同じ本を繰り返し音読 理解を深めることで伝え方のトレーニングにも

 小倉さんによると、音読は面接対策の一つとして確かに有効とのこと。口から言葉が自然と出てくるクセをつけられるそうです。

「普段の日常会話で使用しない言葉を声に出すことで、適切な文章の長さを身につけることができ、伝える練習になります。面接では質問に対してすぐに呼応しなければなりません。そのため自然と口から言葉が出てくることが大切なのですが、音読を続けることでクセがついてくると思います。

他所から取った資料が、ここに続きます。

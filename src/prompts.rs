// src/prompts.rs
// YAML prompt loading
//
// Prompts live in a YAML file so support staff can tune wording without
// a rebuild. The compiled-in copy is the fallback when no override path
// is configured or the file is unreadable.

use serde::Deserialize;
use tracing::{info, warn};

use crate::error::{AgentError, Result};

const EMBEDDED_PROMPTS: &str = include_str!("../prompts/agent.yaml");

/// The prompt set used by the pipeline.
///
/// `response_generator` takes `{conversation_context}`, `{context}` and
/// `{query}` placeholders.
#[derive(Debug, Clone, Deserialize)]
pub struct PromptSet {
    pub system: String,
    pub response_generator: String,
    pub greeting: String,
}

impl PromptSet {
    /// Load from an optional override path, falling back to the embedded file
    pub fn load(path: Option<&str>) -> Result<Self> {
        if let Some(path) = path {
            match std::fs::read_to_string(path) {
                Ok(raw) => {
                    let prompts = Self::parse(&raw)?;
                    info!(path, "Loaded prompt overrides");
                    return Ok(prompts);
                }
                Err(e) => {
                    warn!(path, error = %e, "Cannot read prompt file, using embedded prompts");
                }
            }
        }
        Self::parse(EMBEDDED_PROMPTS)
    }

    fn parse(raw: &str) -> Result<Self> {
        serde_yaml::from_str(raw).map_err(|e| AgentError::Config(format!("invalid prompt file: {e}")))
    }
}

#[cfg(test)]
mod tests {
    use super::*;

    #[test]
    fn test_embedded_prompts_parse() {
        let prompts = PromptSet::load(None).unwrap();
        assert!(prompts.response_generator.contains("{query}"));
        assert!(prompts.response_generator.contains("{context}"));
        assert!(prompts.response_generator.contains("{conversation_context}"));
        assert!(prompts.greeting.starts_with("Hello!"));
    }

    #[test]
    fn test_missing_override_falls_back() {
        let prompts = PromptSet::load(Some("/nonexistent/prompts.yaml")).unwrap();
        assert!(!prompts.system.is_empty());
    }
}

 また、目で読むよりも音読をする方が理解を深めることができます。私たちアナウンサーも、ニュースなどの下読みをする際にも声を出して読んでいます。面接前に自己紹介や志望動機などを音読しておくと緊張が和らぐと思いますよ」

 とはいえ、一口に音読と言ってもいろいろな方法があります。より効果的な音読の練習方法はあるのでしょうか。

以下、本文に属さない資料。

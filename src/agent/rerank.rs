// src/agent/rerank.rs
// Heuristic reranking of retrieval hits
//
// Reorders vector hits with boosts the raw similarity cannot see:
// entry-type agreement with the query, keyword and phrase overlap, and
// a mild length preference. Scores stay in [0, 1].

use std::sync::LazyLock;

use regex::Regex;
use tracing::debug;

use crate::kb::KbHit;

const STOP_WORDS: [&str; 10] = ["the", "a", "an", "is", "are", "was", "were", "but", "and", "or"];

static QUERY_PATTERNS: LazyLock<Vec<(&'static str, Vec<Regex>)>> = LazyLock::new(|| {
    let compile = |patterns: &[&str]| -> Vec<Regex> {
        patterns
            .iter()
            .map(|p| Regex::new(p).unwrap_or_else(|e| panic!("bad rerank pattern {p}: {e}")))
            .collect()
    };
    vec![
        ("error", compile(&[r"\berror\b", r"\bfail\b", r"\bnot work\b", r"\bbroken\b"])),
        ("how_to", compile(&[r"\bhow to\b", r"\bhow do\b", r"\bsteps\b", r"\bprocess\b"])),
        ("troubleshoot", compile(&[r"\bnot showing\b", r"\bmissing\b", r"\bcan'?t see\b"])),
        ("definition", compile(&[r"\bwhat is\b", r"\bwhat are\b", r"\bdefine\b"])),
    ]
});

static WORD: LazyLock<Regex> =
    LazyLock::new(|| Regex::new(r"\b\w+\b").unwrap_or_else(|e| panic!("bad word pattern: {e}")));

/// Reranker with a configured result cap
pub struct Reranker {
    max_results: usize,
}

impl Reranker {
    pub fn new(max_results: usize) -> Self {
        Self { max_results }
    }

    /// Rerank hits by boosted relevance, truncating to `max_results`.
    /// The raw similarity on each hit is left untouched; the boosted
    /// score only drives the ordering. Boosted scores stay in [0, 1].
    pub fn rerank(&self, hits: Vec<KbHit>, query: &str) -> Vec<KbHit> {
        if hits.is_empty() {
            return hits;
        }

        let query_type = detect_query_type(query);
        let keywords = extract_keywords(query);
        let bigrams = extract_bigrams(query);

        let mut scored: Vec<(f32, KbHit)> = hits
            .into_iter()
            .map(|hit| (score_hit(&hit, query_type, &keywords, &bigrams), hit))
            .collect();

        scored.sort_by(|a, b| b.0.partial_cmp(&a.0).unwrap_or(std::cmp::Ordering::Equal));
        scored.truncate(self.max_results);

        debug!(query_type, results = scored.len(), "Reranked results");
        scored.into_iter().map(|(_, hit)| hit).collect()
    }
}

fn detect_query_type(query: &str) -> &'static str {
    let query_lower = query.to_lowercase();
    for (query_type, patterns) in QUERY_PATTERNS.iter() {
        if patterns.iter().any(|p| p.is_match(&query_lower)) {
            return query_type;
        }
    }
    "general"
}

/// Keywords are lowercase non-stop-words longer than two characters
fn extract_keywords(query: &str) -> Vec<String> {
    let query_lower = query.to_lowercase();
    WORD.find_iter(&query_lower)
        .map(|m| m.as_str().to_string())
        .filter(|w| w.len() > 2 && !STOP_WORDS.contains(&w.as_str()))
        .collect()
}

/// Adjacent word pairs, skipping very short ones
fn extract_bigrams(query: &str) -> Vec<String> {
    let query_lower = query.to_lowercase();
    let words: Vec<&str> = query_lower.split_whitespace().collect();
    words
        .windows(2)
        .map(|pair| format!("{} {}", pair[0], pair[1]))
        .filter(|phrase| phrase.len() > 5)
        .collect()
}

fn score_hit(hit: &KbHit, query_type: &str, keywords: &[String], bigrams: &[String]) -> f32 {
    let base = hit.score;
    let content = hit.content.to_lowercase();
    let title = hit.title().to_lowercase();

    let mut boost = 0.0f32;

    // Entry-type agreement
    match (query_type, hit.entry_type.as_str()) {
        ("error", "error") | ("how_to", "how_to") | ("definition", "definition") => boost += 0.2,
        ("troubleshoot", _)
            if ["fix", "solve", "troubleshoot"].iter().any(|w| content.contains(w)) =>
        {
            boost += 0.15
        }
        _ => {}
    }

    // Keyword density in content and title
    if !keywords.is_empty() {
        let content_matches = keywords.iter().filter(|k| content.contains(k.as_str())).count();
        boost += content_matches as f32 / keywords.len() as f32 * 0.1;

        let title_matches = keywords.iter().filter(|k| title.contains(k.as_str())).count();
        if title_matches > 0 {
            boost += title_matches as f32 / keywords.len() as f32 * 0.15;
        }
    }

    // Exact phrase matches
    for bigram in bigrams {
        if content.contains(bigram.as_str()) {
            boost += 0.1;
        }
    }

    // Length preference: short focused content over walls of text
    let word_count = content.split_whitespace().count();
    if word_count < 100 {
        boost += 0.05;
    } else if word_count > 500 {
        boost -= 0.05;
    }

    (base + boost).clamp(0.0, 1.0)
}

#[cfg(test)]
mod tests {
    use super::*;

    fn hit(id: &str, entry_type: &str, title: &str, content: &str, score: f32) -> KbHit {
        KbHit {
            id: id.into(),
            parent_entry_id: None,
            parent_title: Some(title.into()),
            chunk_index: None,
            total_chunks: None,
            section_type: None,
            entry_type: entry_type.into(),
            user_class: "external".into(),
            category: None,
            tags: vec![],
            related_titles: vec![],
            content: content.into(),
            score,
        }
    }

    #[test]
    fn test_truncates_and_clamps() {
        let reranker = Reranker::new(3);
        let hits = vec![
            hit("1", "how_to", "Upload Photos Guide", "how to upload photos step by step", 0.95),
            hit("2", "how_to", "Upload Photos Guide", "upload photos quickly", 0.9),
            hit("3", "definition", "Photos", "photos are images", 0.5),
            hit("4", "workflow", "Approvals", "approval chain", 0.4),
        ];
        let reranked = reranker.rerank(hits, "how do I upload photos");
        assert_eq!(reranked.len(), 3);
        for h in &reranked {
            assert!((0.0..=1.0).contains(&h.score), "score {}", h.score);
        }
    }

    #[test]
    fn test_similarity_scores_survive_reranking() {
        let reranker = Reranker::new(2);
        let hits = vec![
            hit("1", "how_to", "Upload Photos Guide", "how to upload photos", 0.61),
            hit("2", "definition", "Photos", "photos are images", 0.73),
        ];
        let reranked = reranker.rerank(hits, "how do I upload photos");
        let mut scores: Vec<f32> = reranked.iter().map(|h| h.score).collect();
        scores.sort_by(|a, b| a.partial_cmp(b).unwrap());
        assert_eq!(scores, vec![0.61, 0.73]);
    }

    #[test]
    fn test_type_match_outranks_raw_similarity() {
        let reranker = Reranker::new(3);
        let hits = vec![
            hit("def", "definition", "Photos", "photos are listing images", 0.62),
            hit("howto", "how_to", "Upload Photos Guide", "how to upload photos", 0.60),
        ];
        let reranked = reranker.rerank(hits, "how do I upload photos");
        assert_eq!(reranked[0].id, "howto");
    }

    #[test]
    fn test_empty_input_passthrough() {
        let reranker = Reranker::new(3);
        assert!(reranker.rerank(vec![], "anything").is_empty());
    }

    #[test]
    fn test_detect_query_type() {
        assert_eq!(detect_query_type("upload error 405"), "error");
        assert_eq!(detect_query_type("how to add a tenant"), "how_to");
        assert_eq!(detect_query_type("photos not showing"), "troubleshoot");
        assert_eq!(detect_query_type("what is a listing"), "definition");
        assert_eq!(detect_query_type("tenants"), "general");
    }

    #[test]
    fn test_keywords_drop_stop_words() {
        let keywords = extract_keywords("what is the upload process");
        assert!(keywords.contains(&"upload".to_string()));
        assert!(keywords.contains(&"process".to_string()));
        assert!(!keywords.contains(&"the".to_string()));
        assert!(!keywords.contains(&"is".to_string()));
    }

    #[test]
    fn test_short_content_beats_long_at_equal_similarity() {
        let reranker = Reranker::new(2);
        let long_content = "word ".repeat(600);
        let hits = vec![
            hit("long", "how_to", "Guide", &long_content, 0.7),
            hit("short", "how_to", "Guide", "short focused answer", 0.7),
        ];
        let reranked = reranker.rerank(hits, "plain question");
        assert_eq!(reranked[0].id, "short");
    }
}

「練習をする際は、同じ文章ばかりを読んだり、本をコロコロと変えたりせず、同じ本の中でさまざまな箇所を読み上げるのが一番良い方法だと思います。面接は自分のことを話すため、理解している内容を相手に伝える場です。そのため1つの本を繰り返し読み、内容を理解しながら音読をすれば、自分の知っていることをどう伝えるかというトレーニングになります」

滑舌や発声が気になる人は早口言葉も効果的

 さらに音読中の姿勢や声量もポイントになるそう。

「相手が目の前にいることを想定して、音読をすることをおすすめします。5メートル先の相手に伝わるように、相手の方を見つめるつもりで顔を上げて読むなど、面接時のアクションを取り入れるのもいいと思います。また、緩急や強弱をつけるなど、声色をつけて読むと相手が理解しやすくなるので、練習してみましょう」

 また、口下手な人がスラスラと話せるようになる訓練は、音読以外にもあるそうです。

「話すことが苦手といってもさまざまな要因があるでしょう。今回は発声や滑舌が気になるという人に向けて、『早口言葉』のトレーニングをおすすめします。なかなか難しい早口言葉であっても、大きな口でゆっくりと発声するところから始めていくと、早く読むことができるようになります。ゲーム感覚で手軽に楽しく取り組めるところもポイントです。

 ぜひチャレンジしていただきたいのが、一人語りの長セリフ『外郎売(ういろううり)』。早口言葉がたくさん盛り込まれており、アナウンサーは最初にトレーニングします。私も新人の頃に暗記するほど繰り返しましたよ」

 緊張すると思うように声が出なかったり、口が回らなかったりすることもあります。普段からコツコツと訓練を積めば、きっと本番での自信につながるでしょう。今からすぐに始められるこの方法、試してみてはいかがでしょうか。

(Hint-Pot編集部)

小倉 星羅(おぐら・せいら)

広島テレビ、千葉テレビ(チバテレ)のアナウンサーを経て、東京五輪・パラリンピックではメダリストインタビューを担当。現在は、プロ野球・読売ジャイアンツの場内アナウンスや大妻女子大学でアナウンス演習の非常勤講師。フリーアナウンサーの和田奈美佳とともに「話し方教室」を開講中。